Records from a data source
↓

impl std::fmt::Debug for CallController {
    fn fmt(&self, f: &mut std::fmt::Formatter<'_>) -> std::fmt::Result {
        f.debug_struct("CallController")
            .field("user", &self.identity.user_id)
            .field("state", &*self.state_tx.borrow())
            .finish()
    }
}

/// Consume the peer session's event stream: persist local candidates, expose
/// remote tracks, drive state transitions, and trigger termination on
/// transport loss.
async fn run_session_events(
    controller: Arc<CallController>,
    mut events: UnboundedReceiver<SessionEvent>,
    session: Arc<PeerSession>,
    generation: u64,
    call_id: CallId,
) {
    let local_side = session.role().local_side();
    while let Some(event) = events.recv().await {
        if !controller.generation_is(generation) {
            return;
        }
        match event {
            SessionEvent::LocalCandidate(candidate) => {
                if let Err(e) = controller
                    .store
                    .add_candidate(&call_id, local_side, candidate)
                    .await
                {
                    warn!(
                        "Failed to persist local candidate for call {}: {}",
                        call_id, e
                    );
                }
            }
            SessionEvent::RemoteTrack(track) => {
                debug!("Remote {:?} track for call {}", track.kind, call_id);
                controller.update_state(|s| {
                    s.remote_stream
                        .get_or_insert_with(RemoteStream::new)
                        .push(track);
                });
            }
            SessionEvent::ConnectionState(state) => {
                if state == ConnectionState::Connected {
                    controller.update_state(|s| {
                        if s.phase != CallPhase::Idle {
                            s.phase = CallPhase::Connected;
                        }
                    });
                } else if state.is_lost() {
                    info!("Peer connection {:?} for call {}", state, call_id);
                    let controller = Arc::clone(&controller);
                    tokio::spawn(async move {
                        controller
                            .terminate(generation, Some(CallStatus::Ended))
                            .await;
                    });
                    return;
                }
            }
            SessionEvent::ConnectivityLost => {
                info!("Connectivity watchdog fired for call {}", call_id);
                let controller = Arc::clone(&controller);
                tokio::spawn(async move {
                    controller
                        .terminate(generation, Some(CallStatus::Ended))
                        .await;
                });
                return;
            }
        }
    }
}

/// Watch the shared record: the caller applies the answer from it, both
/// sides react to a remote terminal status, and an unexpected deletion is
/// treated as termination.
async fn run_record_watch(
    controller: Arc<CallController>,
    mut sub: Subscription<CallRecord>,
    session: Arc<PeerSession>,
    generation: u64,
    is_caller: bool,
) {
    while let Some(mut record) = sub.recv().await {
        if !controller.generation_is(generation) {
            return;
        }
        if let Err(e) = record.validate() {
            warn!("Ignoring malformed update for call {}: {}", record.call_id, e);
            continue;
        }
        if record.status.is_terminal() {
            info!(
                "Call {} set to {:?} by the remote peer",
                record.call_id, record.status
            );
            let controller = Arc::clone(&controller);
            tokio::spawn(async move {
                controller.terminate(generation, None).await;
            });
            return;
        }
        if is_caller {
            if let Some(answer) = record.answer.clone() {
                match session.apply_answer(&answer).await {
                    Ok(true) => {
                        info!("Answer applied for call {}", record.call_id);
                        controller.update_state(|s| {
                            if s.phase == CallPhase::Ringing {
                                s.phase = CallPhase::Connected;
                            }
                        });
                    }
                    Ok(false) => {}
                    Err(e) => {
                        warn!("Failed to apply answer for call {}: {}", record.call_id, e);
                    }
                }
            }
        }
    }
    // The stream ended without a terminal status: the record disappeared
    // from under the call.
    if controller.generation_is(generation) {
        debug!("Record stream ended, terminating call");
        let controller = Arc::clone(&controller);
        tokio::spawn(async move {
            controller.terminate(generation, None).await;
        });
    }
}

/// Apply each of the remote side's candidates as it lands in the store.
async fn run_candidate_watch(
    controller: Arc<CallController>,
    mut sub: Subscription<IceCandidateRecord>,
    session: Arc<PeerSession>,
    generation: u64,
) {
    while let Some(candidate) = sub.recv().await {
        if !controller.generation_is(generation) {
            return;
        }
        if let Err(e) = session.apply_candidate(candidate).await {
            warn!("Failed to apply remote candidate: {}", e);
        }
    }
}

↑

▸ **Work required**
For every entry above, write out an exact copy.

▸ **Reply to the task**
impl std::fmt::Debug for CallController {
    fn fmt(&self, f: &mut std::fmt::Formatter<'_>) -> std::fmt::Result {
        f.debug_struct("CallController")
            .field("user", &self.identity.user_id)
            .field("state", &*self.state_tx.borrow())
            .finish()
    }
}

/// Consume the peer session's event stream: persist local candidates, expose
/// remote tracks, drive state transitions, and trigger termination on
/// transport loss.
async fn run_session_events(
    controller: Arc<CallController>,
    mut events: UnboundedReceiver<SessionEvent>,
    session: Arc<PeerSession>,
    generation: u64,
    call_id: CallId,
) {
    let local_side = session.role().local_side();
    while let Some(event) = events.recv().await {
        if !controller.generation_is(generation) {
            return;
        }
        match event {
            SessionEvent::LocalCandidate(candidate) => {
                if let Err(e) = controller
                    .store
                    .add_candidate(&call_id, local_side, candidate)
                    .await
                {
                    warn!(
                        "Failed to persist local candidate for call {}: {}",
                        call_id, e
                    );
                }
            }
            SessionEvent::RemoteTrack(track) => {
                debug!("Remote {:?} track for call {}", track.kind, call_id);
                controller.update_state(|s| {
                    s.remote_stream
                        .get_or_insert_with(RemoteStream::new)
                        .push(track);
                });
            }
            SessionEvent::ConnectionState(state) => {
                if state == ConnectionState::Connected {
                    controller.update_state(|s| {
                        if s.phase != CallPhase::Idle {
                            s.phase = CallPhase::Connected;
                        }
                    });
                } else if state.is_lost() {
                    info!("Peer connection {:?} for call {}", state, call_id);
                    let controller = Arc::clone(&controller);
                    tokio::spawn(async move {
                        controller
                            .terminate(generation, Some(CallStatus::Ended))
                            .await;
                    });
                    return;
                }
            }
            SessionEvent::ConnectivityLost => {
                info!("Connectivity watchdog fired for call {}", call_id);
                let controller = Arc::clone(&controller);
                tokio::spawn(async move {
                    controller
                        .terminate(generation, Some(CallStatus::Ended))
                        .await;
                });
                return;
            }
        }
    }
}

/// Watch the shared record: the caller applies the answer from it, both
/// sides react to a remote terminal status, and an unexpected deletion is
/// treated as termination.
async fn run_record_watch(
    controller: Arc<CallController>,
    mut sub: Subscription<CallRecord>,
    session: Arc<PeerSession>,
    generation: u64,
    is_caller: bool,
) {
    while let Some(mut record) = sub.recv().await {
        if !controller.generation_is(generation) {
            return;
        }
        if let Err(e) = record.validate() {
            warn!("Ignoring malformed update for call {}: {}", record.call_id, e);
            continue;
        }
        if record.status.is_terminal() {
            info!(
                "Call {} set to {:?} by the remote peer",
                record.call_id, record.status
            );
            let controller = Arc::clone(&controller);
            tokio::spawn(async move {
                controller.terminate(generation, None).await;
            });
            return;
        }
        if is_caller {
            if let Some(answer) = record.answer.clone() {
                match session.apply_answer(&answer).await {
                    Ok(true) => {
                        info!("Answer applied for call {}", record.call_id);
                        controller.update_state(|s| {
                            if s.phase == CallPhase::Ringing {
                                s.phase = CallPhase::Connected;
                            }
                        });
                    }
                    Ok(false) => {}
                    Err(e) => {
                        warn!("Failed to apply answer for call {}: {}", record.call_id, e);
                    }
                }
            }
        }
    }
    // The stream ended without a terminal status: the record disappeared
    // from under the call.
    if controller.generation_is(generation) {
        debug!("Record stream ended, terminating call");
        let controller = Arc::clone(&controller);
        tokio::spawn(async move {
            controller.terminate(generation, None).await;
        });
    }
}

/// Apply each of the remote side's candidates as it lands in the store.
async fn run_candidate_watch(
    controller: Arc<CallController>,
    mut sub: Subscription<IceCandidateRecord>,
    session: Arc<PeerSession>,
    generation: u64,
) {
    while let Some(candidate) = sub.recv().await {
        if !controller.generation_is(generation) {
            return;
        }
        if let Err(e) = session.apply_candidate(candidate).await {
            warn!("Failed to apply remote candidate: {}", e);
        }
    }
}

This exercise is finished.